Gustavo Fernandez, program manager of Doctors Without Borders' Abyei program, says his staff is setting up surgical operations in Turalei and is monitoring the situation. "Since Sunday, basically what we are doing is following up the general condition of this population on the move and we are trying to, through mobile clinics, pick up those that were found in the most severe medical condition on the road and bring them to the hospital," said Fernandez.

Doctors Without Borders also evacuated its staff from Abyei.

In its hospital in Agok, the medical aid agency treated 42 people wounded in the attack.  He says many of those patients are back on the run.

Fernandez says his team has treated a number of children suffering from dehydration, who have had little access to water since the violence broke out.  He says his team has set up a re-hydration unit in the hospital.

Fernandez says Abyei is a virtual ghost town. "The information coming out is that Abyei is in complete control of the Sudanese armed forces and the town is essentially empty.  There are no civilians there," he said.

Both north and south Sudan claim that oil-rich Abyei belongs to their territory.  In a January referendum, southerners voted overwhelmingly to separate from the north, who they had been at war with for more than two decades.

A separate referendum on what would happen to Abyei was canceled because of disputes over who was eligible to vote.

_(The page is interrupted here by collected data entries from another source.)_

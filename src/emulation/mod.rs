//! Emulation state machines
//!
//! Each variant is a byte-at-a-time finite state machine. A step either
//! swallows the byte (control handling happens as direct commands
//! against the terminal), yields one displayable code point, or signals
//! that an internal buffer holds more output; in the last case the
//! dispatcher keeps draining with the sentinel (no byte) until the
//! machine runs dry. Every displayable code point funnels through
//! [`crate::term::Terminal::print_character`].

pub mod charset;
pub mod keys;

mod ansi;
mod atascii;
mod avatar;
mod debug;
mod petscii;
mod tty;
mod vt52;
mod vt100;

pub use ansi::AnsiState;
pub use atascii::AtasciiState;
pub use avatar::AvatarState;
pub use debug::DebugState;
pub use keys::TerminalKey;
pub use petscii::PetsciiState;
pub use tty::TtyState;
pub use vt52::Vt52State;
pub use vt100::VtState;

use crate::term::Terminal;

/// The supported emulation variants
#[derive(Debug, Clone, Copy, PartialEq, Eq)]
pub enum Emulation {
    Tty,
    Ansi,
    Avatar,
    Vt52,
    Vt100,
    Vt102,
    Vt220,
    Linux,
    LinuxUtf8,
    Xterm,
    XtermUtf8,
    Petscii,
    Atascii,
    Debug,
}

impl Emulation {
    pub const ALL: [Emulation; 14] = [
        Emulation::Tty,
        Emulation::Ansi,
        Emulation::Avatar,
        Emulation::Vt52,
        Emulation::Vt100,
        Emulation::Vt102,
        Emulation::Vt220,
        Emulation::Linux,
        Emulation::LinuxUtf8,
        Emulation::Xterm,
        Emulation::XtermUtf8,
        Emulation::Petscii,
        Emulation::Atascii,
        Emulation::Debug,
    ];

    pub fn label(&self) -> &'static str {
        match self {
            Emulation::Tty => "TTY",
            Emulation::Ansi => "ANSI",
            Emulation::Avatar => "AVATAR",
            Emulation::Vt52 => "VT52",
            Emulation::Vt100 => "VT100",
            Emulation::Vt102 => "VT102",
            Emulation::Vt220 => "VT220",
            Emulation::Linux => "LINUX",
            Emulation::LinuxUtf8 => "L_UTF8",
            Emulation::Xterm => "XTERM",
            Emulation::XtermUtf8 => "X_UTF8",
            Emulation::Petscii => "PETSCII",
            Emulation::Atascii => "ATASCII",
            Emulation::Debug => "DEBUG",
        }
    }

    pub fn from_name(name: &str) -> Option<Emulation> {
        Emulation::ALL
            .iter()
            .copied()
            .find(|e| e.label().eq_ignore_ascii_case(name))
    }

    /// Variants that use the two-phase deferred wrap at the right margin
    pub fn is_vt_family(&self) -> bool {
        matches!(
            self,
            Emulation::Vt100
                | Emulation::Vt102
                | Emulation::Vt220
                | Emulation::Linux
                | Emulation::LinuxUtf8
                | Emulation::Xterm
                | Emulation::XtermUtf8
        )
    }

    /// Variants whose erased cells keep the current background color
    /// instead of resetting to the default attribute
    pub fn back_color_erase(&self) -> bool {
        !matches!(
            self,
            Emulation::Vt52
                | Emulation::Vt100
                | Emulation::Vt102
                | Emulation::Vt220
                | Emulation::Linux
                | Emulation::LinuxUtf8
                | Emulation::Xterm
                | Emulation::XtermUtf8
        )
    }

    /// Variants that decode incoming bytes as UTF-8
    pub fn is_utf8(&self) -> bool {
        matches!(self, Emulation::LinuxUtf8 | Emulation::XtermUtf8)
    }

    /// The codepage raw bytes display in under this variant
    pub fn codepage(&self) -> charset::Codepage {
        if self.is_vt_family() {
            charset::Codepage::Latin1
        } else {
            charset::Codepage::Cp437
        }
    }
}

/// Result of feeding one byte (or the drain sentinel) to a state machine
#[derive(Debug, Clone, Copy, PartialEq, Eq)]
pub enum Step {
    /// The byte was consumed; nothing to display yet
    NoCharYet,
    /// One code point to display
    OneChar(char),
    /// A code point to display, with more buffered; keep draining
    ManyChars(char),
}

/// Tagged per-variant state. Each arm carries only what that variant
/// needs; switching emulations rebuilds the value from scratch.
pub enum EmulationState {
    Tty(TtyState),
    Ansi(AnsiState),
    Avatar(AvatarState),
    Vt52(Vt52State),
    Vt(VtState),
    Petscii(PetsciiState),
    Atascii(AtasciiState),
    Debug(DebugState),
}

impl EmulationState {
    pub fn new(kind: Emulation) -> Self {
        match kind {
            Emulation::Tty => EmulationState::Tty(TtyState::new()),
            Emulation::Ansi => EmulationState::Ansi(AnsiState::new()),
            Emulation::Avatar => EmulationState::Avatar(AvatarState::new()),
            Emulation::Vt52 => EmulationState::Vt52(Vt52State::new()),
            Emulation::Vt100
            | Emulation::Vt102
            | Emulation::Vt220
            | Emulation::Linux
            | Emulation::LinuxUtf8
            | Emulation::Xterm
            | Emulation::XtermUtf8 => EmulationState::Vt(VtState::new(kind)),
            Emulation::Petscii => EmulationState::Petscii(PetsciiState::new()),
            Emulation::Atascii => EmulationState::Atascii(AtasciiState::new()),
            Emulation::Debug => EmulationState::Debug(DebugState::new()),
        }
    }

    /// Feed one byte (`Some`) or drain buffered output (`None`)
    pub fn step(&mut self, term: &mut Terminal, byte: Option<u8>) -> Step {
        match self {
            EmulationState::Tty(state) => state.step(term, byte),
            EmulationState::Ansi(state) => state.step(term, byte),
            EmulationState::Avatar(state) => state.step(term, byte),
            EmulationState::Vt52(state) => state.step(term, byte),
            EmulationState::Vt(state) => state.step(term, byte),
            EmulationState::Petscii(state) => state.step(term, byte),
            EmulationState::Atascii(state) => state.step(term, byte),
            EmulationState::Debug(state) => state.step(term, byte),
        }
    }

    /// Clear internal parser state and restore the variant's margin and
    /// mode invariants. The deferred-wrap flag is always cleared.
    pub fn reset(&mut self, term: &mut Terminal) {
        let kind = term.emulation();
        term.set_emulation(kind);
        *self = EmulationState::new(kind);
    }

    /// Called when the host switches away from this variant; the hex
    /// view uses it to flush a partial trailing dump row.
    pub fn finish(&mut self, term: &mut Terminal) {
        if let EmulationState::Debug(state) = self {
            state.finish(term);
        }
    }

    /// Encode an abstract key into the string the transport should send
    pub fn encode_key(&self, key: TerminalKey, term: &Terminal) -> String {
        match self {
            EmulationState::Vt(state) => state.encode_key(key, term),
            EmulationState::Vt52(state) => state.encode_key(key),
            EmulationState::Petscii(_) => keys::encode_petscii(key),
            EmulationState::Atascii(_) => keys::encode_atascii(key),
            _ => keys::encode_bbs(key, term),
        }
    }

    /// Drive the full contract for one incoming byte: step, print any
    /// yielded code points, and drain `ManyChars` with the sentinel.
    pub fn consume(&mut self, term: &mut Terminal, byte: u8) {
        let mut result = self.step(term, Some(byte));
        loop {
            match result {
                Step::NoCharYet => break,
                Step::OneChar(ch) => {
                    term.print_character(ch);
                    break;
                }
                Step::ManyChars(ch) => {
                    term.print_character(ch);
                    result = self.step(term, None);
                }
            }
        }
    }
}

South Sudan is scheduled to become an independent country on July 9, but many fear this might not happen because of the Abyei dispute.

Both armies were conducting joint patrols of the area.  A northern army convoy was attacked Thursday, and accused the south of carrying out that attack.  

The south has called Saturday's territory seizure "illegal."  On Sunday, the U.N. Security Council demanded the north withdraw its troops immediately from Abyei.

Fernandez says his staff is committed to staying in the area for the time being, but that may change if the security situation worsens.